= Instructions for the task =
Your answer should be the lines below from the one with "and map furniture." to the one with "marker to draw.", both included, given again exactly and with nothing added.

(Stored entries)
▬▬▬
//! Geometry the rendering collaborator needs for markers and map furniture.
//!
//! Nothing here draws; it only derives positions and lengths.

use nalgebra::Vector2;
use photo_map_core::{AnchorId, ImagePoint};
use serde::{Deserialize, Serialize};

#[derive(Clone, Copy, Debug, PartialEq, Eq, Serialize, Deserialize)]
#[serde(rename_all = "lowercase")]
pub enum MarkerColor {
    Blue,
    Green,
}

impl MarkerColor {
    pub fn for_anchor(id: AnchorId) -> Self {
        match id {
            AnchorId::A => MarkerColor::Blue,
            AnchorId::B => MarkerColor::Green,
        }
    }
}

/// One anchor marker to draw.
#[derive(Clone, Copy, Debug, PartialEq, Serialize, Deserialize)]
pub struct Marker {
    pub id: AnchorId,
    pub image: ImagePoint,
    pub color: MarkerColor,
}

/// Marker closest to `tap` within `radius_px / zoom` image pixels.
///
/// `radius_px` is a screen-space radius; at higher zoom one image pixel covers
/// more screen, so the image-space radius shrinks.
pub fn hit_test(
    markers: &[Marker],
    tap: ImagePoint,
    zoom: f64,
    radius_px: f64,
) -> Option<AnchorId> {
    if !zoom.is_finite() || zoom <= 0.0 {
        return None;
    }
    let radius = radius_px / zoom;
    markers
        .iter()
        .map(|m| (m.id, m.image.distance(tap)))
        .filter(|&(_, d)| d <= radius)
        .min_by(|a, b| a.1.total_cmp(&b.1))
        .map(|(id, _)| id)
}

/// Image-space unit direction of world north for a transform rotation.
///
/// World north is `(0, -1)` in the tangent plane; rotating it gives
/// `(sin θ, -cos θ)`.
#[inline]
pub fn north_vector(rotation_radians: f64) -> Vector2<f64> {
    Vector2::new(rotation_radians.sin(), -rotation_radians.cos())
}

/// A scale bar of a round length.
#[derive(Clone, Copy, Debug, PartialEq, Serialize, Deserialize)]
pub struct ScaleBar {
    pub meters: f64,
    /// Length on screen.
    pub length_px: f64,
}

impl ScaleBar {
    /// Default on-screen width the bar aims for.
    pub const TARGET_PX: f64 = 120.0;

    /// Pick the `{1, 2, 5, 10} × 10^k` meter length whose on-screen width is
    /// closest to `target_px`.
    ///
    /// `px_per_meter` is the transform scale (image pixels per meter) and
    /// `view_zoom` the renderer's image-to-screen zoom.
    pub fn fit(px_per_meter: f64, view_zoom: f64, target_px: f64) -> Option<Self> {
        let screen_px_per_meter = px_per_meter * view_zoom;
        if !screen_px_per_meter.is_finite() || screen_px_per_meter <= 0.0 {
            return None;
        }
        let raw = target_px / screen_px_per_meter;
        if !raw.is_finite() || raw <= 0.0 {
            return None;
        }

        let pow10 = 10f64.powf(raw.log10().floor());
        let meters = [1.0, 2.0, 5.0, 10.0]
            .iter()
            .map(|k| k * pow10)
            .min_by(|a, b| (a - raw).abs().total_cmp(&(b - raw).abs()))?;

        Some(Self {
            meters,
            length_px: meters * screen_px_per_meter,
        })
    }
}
▬▬▬
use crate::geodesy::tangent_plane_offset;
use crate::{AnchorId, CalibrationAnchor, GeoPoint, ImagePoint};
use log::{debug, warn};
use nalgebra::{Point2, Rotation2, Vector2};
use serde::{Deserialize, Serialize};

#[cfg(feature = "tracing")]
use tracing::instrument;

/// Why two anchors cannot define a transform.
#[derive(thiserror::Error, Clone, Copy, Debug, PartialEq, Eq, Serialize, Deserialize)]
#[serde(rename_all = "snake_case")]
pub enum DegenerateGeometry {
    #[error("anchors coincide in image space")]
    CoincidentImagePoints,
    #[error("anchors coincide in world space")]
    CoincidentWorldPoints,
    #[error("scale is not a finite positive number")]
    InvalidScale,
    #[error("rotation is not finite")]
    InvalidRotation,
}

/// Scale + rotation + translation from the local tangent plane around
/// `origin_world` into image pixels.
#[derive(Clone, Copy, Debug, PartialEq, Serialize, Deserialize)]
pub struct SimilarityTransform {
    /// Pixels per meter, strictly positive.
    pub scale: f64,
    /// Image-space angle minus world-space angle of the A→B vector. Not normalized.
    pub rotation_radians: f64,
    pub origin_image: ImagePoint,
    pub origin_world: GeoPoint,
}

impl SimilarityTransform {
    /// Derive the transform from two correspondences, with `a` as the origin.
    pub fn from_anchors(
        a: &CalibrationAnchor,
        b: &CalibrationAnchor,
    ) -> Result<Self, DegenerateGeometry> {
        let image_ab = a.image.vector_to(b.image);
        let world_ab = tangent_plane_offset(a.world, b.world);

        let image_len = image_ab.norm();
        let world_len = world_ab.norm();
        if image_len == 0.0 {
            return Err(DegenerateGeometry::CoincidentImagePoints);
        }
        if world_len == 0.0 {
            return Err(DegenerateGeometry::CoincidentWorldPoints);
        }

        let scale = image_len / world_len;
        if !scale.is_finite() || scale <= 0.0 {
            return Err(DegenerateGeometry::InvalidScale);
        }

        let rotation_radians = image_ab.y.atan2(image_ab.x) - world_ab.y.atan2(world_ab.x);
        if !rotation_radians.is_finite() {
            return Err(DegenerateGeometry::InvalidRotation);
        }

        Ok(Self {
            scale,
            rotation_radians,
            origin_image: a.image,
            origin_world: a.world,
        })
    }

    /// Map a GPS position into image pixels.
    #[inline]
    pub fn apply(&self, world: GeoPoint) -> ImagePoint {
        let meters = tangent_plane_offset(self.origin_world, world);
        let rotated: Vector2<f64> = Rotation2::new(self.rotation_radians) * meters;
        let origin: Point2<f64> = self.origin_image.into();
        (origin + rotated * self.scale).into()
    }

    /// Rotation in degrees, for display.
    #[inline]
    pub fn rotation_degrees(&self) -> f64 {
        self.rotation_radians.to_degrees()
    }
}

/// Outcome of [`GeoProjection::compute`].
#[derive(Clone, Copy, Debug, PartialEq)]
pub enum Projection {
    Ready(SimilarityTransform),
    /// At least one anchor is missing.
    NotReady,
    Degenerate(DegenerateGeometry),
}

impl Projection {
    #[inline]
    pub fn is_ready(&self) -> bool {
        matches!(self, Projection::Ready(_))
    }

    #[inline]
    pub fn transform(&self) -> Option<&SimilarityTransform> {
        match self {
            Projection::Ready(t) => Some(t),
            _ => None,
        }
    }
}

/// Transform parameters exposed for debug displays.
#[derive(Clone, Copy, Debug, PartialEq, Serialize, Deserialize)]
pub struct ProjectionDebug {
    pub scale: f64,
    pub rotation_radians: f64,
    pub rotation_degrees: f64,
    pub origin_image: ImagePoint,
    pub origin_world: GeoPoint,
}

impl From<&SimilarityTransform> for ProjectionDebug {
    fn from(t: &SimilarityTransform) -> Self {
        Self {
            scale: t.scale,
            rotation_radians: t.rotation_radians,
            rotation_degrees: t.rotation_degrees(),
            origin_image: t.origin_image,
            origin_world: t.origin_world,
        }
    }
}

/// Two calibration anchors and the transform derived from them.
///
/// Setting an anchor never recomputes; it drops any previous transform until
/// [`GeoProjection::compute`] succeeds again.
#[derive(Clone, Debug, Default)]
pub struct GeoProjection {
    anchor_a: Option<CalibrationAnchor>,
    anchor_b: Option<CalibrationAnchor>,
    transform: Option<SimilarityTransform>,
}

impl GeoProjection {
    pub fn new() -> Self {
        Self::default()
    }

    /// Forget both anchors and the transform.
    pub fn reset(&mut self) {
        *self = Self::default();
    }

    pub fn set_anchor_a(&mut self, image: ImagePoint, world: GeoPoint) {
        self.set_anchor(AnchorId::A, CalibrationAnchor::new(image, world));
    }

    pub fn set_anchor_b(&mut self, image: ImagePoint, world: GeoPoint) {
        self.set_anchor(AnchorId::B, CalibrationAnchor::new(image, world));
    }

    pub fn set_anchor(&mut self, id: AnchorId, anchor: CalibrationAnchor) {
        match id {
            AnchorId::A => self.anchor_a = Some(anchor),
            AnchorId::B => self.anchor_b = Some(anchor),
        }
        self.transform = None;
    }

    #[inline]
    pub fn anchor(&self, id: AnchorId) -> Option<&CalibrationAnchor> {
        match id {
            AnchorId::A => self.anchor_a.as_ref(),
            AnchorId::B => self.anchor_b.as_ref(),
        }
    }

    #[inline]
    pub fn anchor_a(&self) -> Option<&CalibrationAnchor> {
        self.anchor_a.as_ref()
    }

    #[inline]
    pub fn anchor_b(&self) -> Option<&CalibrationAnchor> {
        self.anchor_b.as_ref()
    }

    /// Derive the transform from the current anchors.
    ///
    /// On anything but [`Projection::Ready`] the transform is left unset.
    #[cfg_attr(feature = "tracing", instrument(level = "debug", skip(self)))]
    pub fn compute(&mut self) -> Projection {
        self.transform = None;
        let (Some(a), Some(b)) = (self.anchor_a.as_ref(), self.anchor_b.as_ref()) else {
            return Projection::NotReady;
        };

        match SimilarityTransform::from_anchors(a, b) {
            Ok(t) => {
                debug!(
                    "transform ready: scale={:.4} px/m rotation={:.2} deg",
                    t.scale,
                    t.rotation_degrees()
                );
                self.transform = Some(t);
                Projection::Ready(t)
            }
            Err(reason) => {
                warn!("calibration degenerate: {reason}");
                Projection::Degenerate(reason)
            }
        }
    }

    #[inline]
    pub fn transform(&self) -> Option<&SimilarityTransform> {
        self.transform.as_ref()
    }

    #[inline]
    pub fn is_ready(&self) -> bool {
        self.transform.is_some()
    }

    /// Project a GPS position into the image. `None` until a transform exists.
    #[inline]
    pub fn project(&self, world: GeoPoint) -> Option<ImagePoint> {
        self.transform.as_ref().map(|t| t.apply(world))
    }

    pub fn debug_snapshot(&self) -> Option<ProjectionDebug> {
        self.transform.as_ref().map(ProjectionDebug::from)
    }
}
▬▬▬
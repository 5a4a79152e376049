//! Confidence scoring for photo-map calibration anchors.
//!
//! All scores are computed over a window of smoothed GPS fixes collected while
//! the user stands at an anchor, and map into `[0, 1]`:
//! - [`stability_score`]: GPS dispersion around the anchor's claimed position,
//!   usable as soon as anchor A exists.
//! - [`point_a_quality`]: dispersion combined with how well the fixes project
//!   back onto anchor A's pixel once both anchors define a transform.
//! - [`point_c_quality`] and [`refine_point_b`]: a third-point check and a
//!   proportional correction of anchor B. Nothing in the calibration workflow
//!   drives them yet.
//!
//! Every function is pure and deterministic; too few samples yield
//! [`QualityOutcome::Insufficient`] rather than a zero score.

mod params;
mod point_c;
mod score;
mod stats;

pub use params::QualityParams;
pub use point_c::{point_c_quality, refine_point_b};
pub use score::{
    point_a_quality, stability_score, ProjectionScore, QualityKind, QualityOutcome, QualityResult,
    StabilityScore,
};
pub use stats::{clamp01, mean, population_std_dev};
▬▬▬
= Your response =
//! Geometry the rendering collaborator needs for markers and map furniture.
//!
//! Nothing here draws; it only derives positions and lengths.

use nalgebra::Vector2;
use photo_map_core::{AnchorId, ImagePoint};
use serde::{Deserialize, Serialize};

#[derive(Clone, Copy, Debug, PartialEq, Eq, Serialize, Deserialize)]
#[serde(rename_all = "lowercase")]
pub enum MarkerColor {
    Blue,
    Green,
}

impl MarkerColor {
    pub fn for_anchor(id: AnchorId) -> Self {
        match id {
            AnchorId::A => MarkerColor::Blue,
            AnchorId::B => MarkerColor::Green,
        }
    }
}

/// One anchor marker to draw.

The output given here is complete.